Impact of host local VM swap on HA and DRS

On a regular basis I come across NFS based environments where the decision is made to store the virtual machine swap files on local VMFS datastores. Using host-local swap can affect DRS load balancing and HA failover in certain situations. So when designing an environment using host-local swap, some areas must be focused on to guarantee HA and DRS functionality.

VM swap file
Lets start with some basics, by default a VM swap file is created when a virtual machine starts, the formula to calculate the swap file size is: configured memory – memory reservation = swap file. For example a virtual machine configured with 2GB and a 1GB memory reservation will have a 1GB swap file.

VM swap file

Reservations will guarantee that the specified amount of virtual machine memory is (always) backed by ESX machine memory. Swap space must be reserved on the ESX host for the virtual machine memory that is not guaranteed to be backed by ESX machine memory. For more information on memory management of the ESX host, please the article on the impact of memory reservation.

During start up of the virtual machine, the VMkernel will pre-allocate the swap file blocks to ensure that all pages can be swapped out safely. A VM swap file is a static file and will not grow or shrink not matter how much memory is paged. If there is not enough disk space to create the swap file, the host admission control will not allow the VM to be powered up.

Note: If the local VMFS does not have enough space, the VMkernel tries to store the VM swap file in the working directory of the virtual machine. You need to ensure enough free space is available in the working directory otherwise the VM is still not allowed to be powered up. Let alone ignoring the fact that you initially didn’t want the VM swap stored on the shared storage in the first place.

This rule also applies when migrating a VM configured with a host-local VM swap file as the swap file needs to be created on the local VMFS volume of the destination host. Besides creating a new swap file, the swapped out pages must be copied out to the destination host. It’s not uncommon that a VM has pages swapped out, even if there is not memory pressure at that moment. ESX does not proactively return swapped pages back into machine memory. Swapped pages always stays swapped, the VM needs to actively access the page in the swap file to be transferred back to machine memory but this only occurs if the ESX host is not under memory pressure (more than 6% free physical memory).

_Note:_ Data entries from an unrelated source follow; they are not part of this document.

use super::*;
use async_trait::async_trait;

use crate::error::ApiRequestError;

#[derive(Default)]
struct TestInventoryApi {
    items: Mutex<Vec<MenuItem>>,
    adjustments: Mutex<Vec<(ItemId, i64)>>,
    fail_with: Option<(u16, String)>,
    list_failure: Mutex<Option<(u16, String)>>,
}

impl TestInventoryApi {
    fn with_items(items: Vec<MenuItem>) -> Self {
        Self {
            items: Mutex::new(items),
            ..Self::default()
        }
    }
}

#[async_trait]
impl InventoryApi for TestInventoryApi {
    async fn list_menu_items(&self) -> ApiResult<Vec<MenuItem>> {
        if let Some((status, body)) = self.list_failure.lock().await.clone() {
            return Err(ApiRequestError::Status { status, body });
        }
        Ok(self.items.lock().await.clone())
    }

    async fn adjust_stock(&self, item_id: ItemId, delta: i64) -> ApiResult<()> {
        self.adjustments.lock().await.push((item_id, delta));
        if let Some((status, body)) = &self.fail_with {
            return Err(ApiRequestError::Status {
                status: *status,
                body: body.clone(),
            });
        }
        if let Some(item) = self
            .items
            .lock()
            .await
            .iter_mut()
            .find(|item| item.id == item_id)
        {
            item.available_count += delta;
        }
        Ok(())
    }
}

fn item(id: i64, category: &str, flavor: &str, available_count: i64) -> MenuItem {
    MenuItem {
        id: ItemId(id),
        name: format!("{flavor} {category}"),
        description: String::new(),
        price: 120.0,
        category: category.to_string(),
        flavor: flavor.to_string(),
        available_count,
    }
}

async fn loaded_view(api: Arc<TestInventoryApi>) -> InventoryView {
    let view = InventoryView::new(api);
    view.reload().await.expect("initial reload");
    view
}

#[tokio::test]
async fn adjustment_is_confirmed_by_reload() {
    let api = Arc::new(TestInventoryApi::with_items(vec![item(
        1, "Cone", "Vanilla", 10,
    )]));
    let view = loaded_view(api.clone()).await;
    let mut events = view.subscribe_events();

    let outcome = view.adjust_stock(ItemId(1), 5).await.expect("adjust");

    assert_eq!(outcome.available_count, Some(15));
    assert_eq!(
        events.recv().await.expect("event"),
        AdminEvent::StockAdjusted {
            item_id: ItemId(1),
            delta: 5,
        }
    );
    assert_eq!(
        events.recv().await.expect("event"),
        AdminEvent::MenuItemsLoaded { count: 1 }
    );
}

#[tokio::test]
async fn failed_reconcile_keeps_accepted_adjustment() {
    let api = Arc::new(TestInventoryApi::with_items(vec![item(
        1, "Cone", "Vanilla", 10,
    )]));
    let view = loaded_view(api.clone()).await;
    *api.list_failure.lock().await = Some((502, "bad gateway".to_string()));
    let mut events = view.subscribe_events();

    let outcome = view.adjust_stock(ItemId(1), -3).await.expect("adjust");

    match &outcome.reconciled {
        Err(error) => assert_eq!(error.status_code(), Some(502)),
        other => panic!("unexpected reconcile result: {other:?}"),
    }
    assert_eq!(outcome.available_count, Some(7));
    assert_eq!(*api.adjustments.lock().await, vec![(ItemId(1), -3)]);
    assert_eq!(api.items.lock().await[0].available_count, 7);
    assert_eq!(
        events.recv().await.expect("event"),
        AdminEvent::StockAdjusted {
            item_id: ItemId(1),
            delta: -3,
        }
    );
    assert_eq!(
        events.recv().await.expect("event"),
        AdminEvent::Error("Failed to load items: HTTP 502: bad gateway".to_string())
    );

    *api.list_failure.lock().await = None;
    assert_eq!(
        view.reload().await.expect("reload"),
        LoadOutcome::Applied { records: 1 }
    );
    assert_eq!(
        view.snapshot()
            .await
            .find(ItemId(1))
            .map(|item| item.available_count),
        Some(7)
    );
}

#[tokio::test]
async fn adjustment_below_zero_is_rejected_before_any_request() {
    let api = Arc::new(TestInventoryApi::with_items(vec![item(
        1, "Cup", "Mint", 2,
    )]));
    let view = loaded_view(api.clone()).await;

    let err = view.adjust_stock(ItemId(1), -3).await.unwrap_err();

    assert!(matches!(
        err,
        ApiRequestError::Validation(DomainError::NegativeStock { resulting: -1, .. })
    ));
    assert!(api.adjustments.lock().await.is_empty());
}

#[tokio::test]
async fn zero_delta_and_unknown_items_are_rejected() {
    let api = Arc::new(TestInventoryApi::with_items(vec![item(
        1, "Cup", "Mint", 2,
    )]));
    let view = loaded_view(api.clone()).await;

    assert!(matches!(
        view.adjust_stock(ItemId(1), 0).await.unwrap_err(),
        ApiRequestError::Validation(DomainError::ZeroStockDelta)
    ));
    assert!(matches!(
        view.adjust_stock(ItemId(8), 1).await.unwrap_err(),
        ApiRequestError::Validation(DomainError::UnknownItem(8))
    ));
    assert!(api.adjustments.lock().await.is_empty());
}

#[tokio::test]
async fn rejected_adjustment_reports_update_failure() {
    let api = Arc::new(TestInventoryApi {
        fail_with: Some((409, "stock locked".to_string())),
        ..TestInventoryApi::with_items(vec![item(1, "Stick", "Chocolate", 4)])
    });
    let view = loaded_view(api.clone()).await;
    let mut events = view.subscribe_events();

    let err = view.adjust_stock(ItemId(1), 1).await.unwrap_err();

    assert_eq!(err.status_code(), Some(409));
    assert_eq!(
        events.recv().await.expect("event"),
        AdminEvent::Error("Update failed: HTTP 409: stock locked".to_string())
    );
    assert_eq!(
        view.snapshot()
            .await
            .find(ItemId(1))
            .map(|item| item.available_count),
        Some(4)
    );
}

#[tokio::test]
async fn availability_is_relative_to_highest_stock() {
    let api = Arc::new(TestInventoryApi::with_items(vec![
        item(1, "Cone", "Vanilla", 40),
        item(2, "Cup", "Chocolate", 10),
        item(3, "Sundae", "Strawberry", 0),
    ]));
    let view = loaded_view(api).await;
    let state = view.snapshot().await;

    let percents: Vec<_> = state
        .items
        .iter()
        .map(|item| state.availability(item))
        .collect();
    assert_eq!(percents, vec![100, 25, 0]);
}

#[tokio::test]
async fn highest_count_never_drops_below_one() {
    let api = Arc::new(TestInventoryApi::with_items(vec![item(
        1, "Cone", "Vanilla", 0,
    )]));
    let view = loaded_view(api).await;
    let state = view.snapshot().await;

    assert_eq!(state.highest_count(), 1);
    assert_eq!(state.availability(&state.items[0]), 0);
}

#[tokio::test]
async fn filters_narrow_and_clear_visible_items() {
    let api = Arc::new(TestInventoryApi::with_items(vec![
        item(1, "Cone", "Vanilla", 4),
        item(2, "Cone", "Mint", 4),
        item(3, "Cup", "Mint", 4),
    ]));
    let view = loaded_view(api).await;

    view.set_filter(ItemFilter {
        category: Some("cone".to_string()),
        flavor: Some("Mint".to_string()),
    })
    .await;
    let visible: Vec<_> = view
        .snapshot()
        .await
        .visible_items()
        .into_iter()
        .map(|item| item.id)
        .collect();
    assert_eq!(visible, vec![ItemId(2)]);

    view.clear_filters().await;
    assert_eq!(view.snapshot().await.visible_items().len(), 3);
}

#[tokio::test]
async fn reload_after_teardown_is_discarded() {
    let api = Arc::new(TestInventoryApi::with_items(vec![item(
        1, "Cone", "Vanilla", 4,
    )]));
    let view = InventoryView::new(api);
    view.teardown();

    assert_eq!(view.reload().await.expect("reload"), LoadOutcome::Discarded);
    assert!(view.snapshot().await.items.is_empty());
}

Copying host-swap local pages between source- and destination host is a disk-to-disk copy process, this is one of the reasons why VMotion takes longer when host-local swap is used.

Real-life scenario
A customer of mine was not aware of this behavior and had discarded the multiple warnings of full local VMFS datastores on some of their ESX hosts. All the virtual machines were up and running and all seemed well. Certain ESX servers seemed to be low on resource utilization and had a few active VMs, while other hosts were highly utilized. DRS was active on all the clusters, fully automated and a default (3 stars) migration threshold. It looked like we had a major DRS problem.

DRS
If DRS decide to rebalance the cluster, it will migrate virtual machines to low utilized hosts. VMkernel tries to create a new swap file on the destination host during the VMotion process. In my scenario the host did not contain any free space in the VMFS datastore and DRS could not VMotion any virtual machine to that host because the lack of free space. But the host CPU active and host memory active metrics were still monitored by DRS to calculate the load standard deviation used for its recommendations to balance the cluster. (More info about the DRS algorithm can be found on the DRS deepdive page). The lack of disk space on the local VMFS datastores influenced the effectiveness of DRS and limited the options for DRS to balance the cluster.

High availability failover
The same applies when a HA isolation response occurs, when not enough space is available to create the virtual machine swap files, no virtual machines are started on the host. If a host fails, the virtual machines will only power-up on host containing enough free space on their local VMFS datastores. It might be possible that virtual machines will not power-up at-all if not enough free disk space is available.

Failover capacity planning
When using host local swap setting to store the VM swap files, the following factors must be considered.
• Amount of ESX hosts inside cluster.
• HA configured host failover capacity.
• Amount of active virtual machines inside cluster.
• Consolidation ratio (VM per host).
• Average swap file size.
• Free disk space local VMFS datastores.

Number of hosts inside cluster: 6
HA configured host failover capacity: 1
Active virtual machines: 162
Average consolidation ratio: 27:1
Average memory reservation: 0GB
Average swap file size: 4GB


For the sake of simplicity, let’s assume that DRS balanced the cluster load and that all (identical) virtual machines are spread evenly across every host.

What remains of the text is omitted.